The Bangladeshi-American teen has already been recognized for his activism. In 2015, he was among MTV's Top 9 Teens Changing the World, while, in 2016, he was named one of Business Insider's Top 15 "young prodigies" making the world a better place. Now 18, Ahmed also has given a Tedx Talk in Panama about the impact of stereotypes. And he is the founder of Redefy, "an organization committed to fighting bias and stereotypes."

His Twitter announcement set off the usual social-media explosion of congratulatory comments and denunciations. Some respondents asked to know his grade point average and SAT scores. Presumably, they're quite good; Ahmed also was admitted to Yale University and Princeton University, Mic reported, though it didn't give any details about his application essays for those schools.

Other online commentators said Ahmed should have written a formal essay, addressing the "why" part of the application question.

His response to Mic was this: "The insistence on an explanation is inherently dehumanizing. Black lives have been explicitly and implicitly told they don't matter for centuries, and as a society - it is our responsibility to scream that black lives matter because it is not to say that all lives do not matter, but it is to say that black lives have been attacked for so long, and that we must empower through language, perspective, and action."
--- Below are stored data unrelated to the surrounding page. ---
use anyhow::{Context, Result};
use axum::http::{HeaderMap, HeaderName, HeaderValue};
use once_cell::sync::OnceCell;
use opentelemetry::propagation::TextMapCompositePropagator;
use opentelemetry::{global, trace::TracerProvider as _, KeyValue};
use opentelemetry_otlp::{tonic_types::metadata::MetadataMap, WithExportConfig, WithTonicConfig};
use opentelemetry_sdk::{
    propagation::{BaggagePropagator, TraceContextPropagator},
    trace::{SdkTracerProvider, Tracer},
    Resource,
};
use std::{env::var, time::Duration};
use tracing::{debug, Level};
use tracing_subscriber::{fmt, layer::SubscriberExt, EnvFilter, Registry};
use ulid::Ulid;

const DEFAULT_OTLP_ENDPOINT: &str = "http://localhost:4317";
const EXPORT_TIMEOUT: Duration = Duration::from_secs(3);

static TRACER_PROVIDER: OnceCell<SdkTracerProvider> = OnceCell::new();

/// Parse `OTEL_EXPORTER_OTLP_HEADERS` (`k1=v1,k2=v2`) into gRPC metadata.
/// Pairs without `=` are skipped; invalid names or values are an error.
fn otlp_metadata(raw: &str) -> Result<MetadataMap> {
    let mut headers = HeaderMap::new();
    for pair in raw.split(',') {
        let Some((key, value)) = pair.split_once('=') else {
            continue;
        };
        let key = key.trim().to_ascii_lowercase();
        let name = HeaderName::from_bytes(key.as_bytes())
            .with_context(|| format!("invalid OTLP header name {key}"))?;
        let value = HeaderValue::from_str(value.trim())
            .with_context(|| format!("invalid OTLP header value for {key}"))?;
        headers.insert(name, value);
    }
    Ok(MetadataMap::from_headers(headers))
}

/// Endpoints without a scheme are plain-text gRPC.
fn otlp_endpoint(raw: &str) -> String {
    if raw.contains("://") {
        raw.to_string()
    } else {
        format!("http://{}", raw.trim_end_matches('/'))
    }
}

fn init_tracer() -> Result<Tracer> {
    if let Ok(proto) = var("OTEL_EXPORTER_OTLP_PROTOCOL") {
        if proto != "grpc" {
            debug!(%proto, "Ignoring OTEL_EXPORTER_OTLP_PROTOCOL, exporting over gRPC");
        }
    }

    let endpoint = otlp_endpoint(
        &var("OTEL_EXPORTER_OTLP_ENDPOINT").unwrap_or_else(|_| DEFAULT_OTLP_ENDPOINT.to_string()),
    );

    let mut builder = opentelemetry_otlp::SpanExporter::builder()
        .with_tonic()
        .with_endpoint(&endpoint)
        .with_timeout(EXPORT_TIMEOUT);

    if let Ok(raw) = var("OTEL_EXPORTER_OTLP_HEADERS") {
        builder = builder.with_metadata(otlp_metadata(&raw)?);
    }

    let exporter = builder.build()?;

    let instance_id = var("OTEL_SERVICE_INSTANCE_ID").unwrap_or_else(|_| Ulid::new().to_string());

    let trace_provider = SdkTracerProvider::builder()
        .with_batch_exporter(exporter)
        .with_resource(
            Resource::builder_empty()
                .with_attributes(vec![
                    KeyValue::new("service.name", env!("CARGO_PKG_NAME")),
                    KeyValue::new("service.version", env!("CARGO_PKG_VERSION")),
                    KeyValue::new("service.instance.id", instance_id),
                ])
                .build(),
        )
        .build();

    let _ = TRACER_PROVIDER.set(trace_provider.clone());

    global::set_tracer_provider(trace_provider.clone());
    global::set_text_map_propagator(TextMapCompositePropagator::new(vec![
        Box::new(TraceContextPropagator::new()),
        Box::new(BaggagePropagator::new()),
    ]));

    Ok(trace_provider.tracer(env!("CARGO_PKG_NAME")))
}

/// Initialize logging and, when `OTEL_EXPORTER_OTLP_ENDPOINT` is set, the
/// OTLP span exporter.
///
/// # Errors
///
/// Returns an error if tracer or subscriber initialization fails
pub fn init(verbosity_level: Option<Level>) -> Result<()> {
    let verbosity_level = verbosity_level.unwrap_or(Level::ERROR);

    let fmt_layer = fmt::layer().with_target(false).pretty();

    let filter = EnvFilter::builder()
        .with_default_directive(verbosity_level.into())
        .from_env_lossy()
        .add_directive("hyper=error".parse()?)
        .add_directive("tokio=error".parse()?)
        .add_directive("sqlx=warn".parse()?)
        .add_directive("opentelemetry_sdk=warn".parse()?);

    if var("OTEL_EXPORTER_OTLP_ENDPOINT").is_ok() {
        let tracer = init_tracer()?;
        let otel_layer = tracing_opentelemetry::layer().with_tracer(tracer);

        let subscriber = Registry::default()
            .with(fmt_layer)
            .with(otel_layer)
            .with(filter);
        tracing::subscriber::set_global_default(subscriber)?;
    } else {
        let subscriber = Registry::default().with(fmt_layer).with(filter);
        tracing::subscriber::set_global_default(subscriber)?;
    }

    Ok(())
}

/// Flush and shut down the tracer provider (noop if not initialized)
pub fn shutdown_tracer() {
    if let Some(tp) = TRACER_PROVIDER.get() {
        debug!("shutting down tracer provider");
        let _ = tp.shutdown();
    }
}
The National Review responded with an essay, calling Ahmed a "lazy activist" and a "lazy question-answerer" for not explaining his position: "Think about it: Could you imagine if Ahmed someday approaches a thesis the same way that he approached that application question?" asked reporter Katherine Timpf. What if he turned in a "one-sentence paper, believing that his point of view was so clearly correct that it was somehow above him to explain?"

If Ahmed wants to change the opinions of those who don't agree with him, Timpf argued, it is incumbent upon him to build a detailed argument.

Reached for comment, a Stanford spokesman said, "We do not discuss student applications."

Whatever his approach, Ahmed keeps meeting movers and shakers.

In 2015, while attending an Iftar dinner at the White House - an annual reception during the month of Ramadan - he got to chat with President Obama. Ahmed told MTV that he and the president discussed "counter-terrorism and Palestine and Israel. And we talked about education; girls' education. It was just the most enlightening and intellectual and informative conversation I could ever be part of. It reminded me of what I'd said before: Teens don't realize we need to be in this conversation, injustice is our fight too."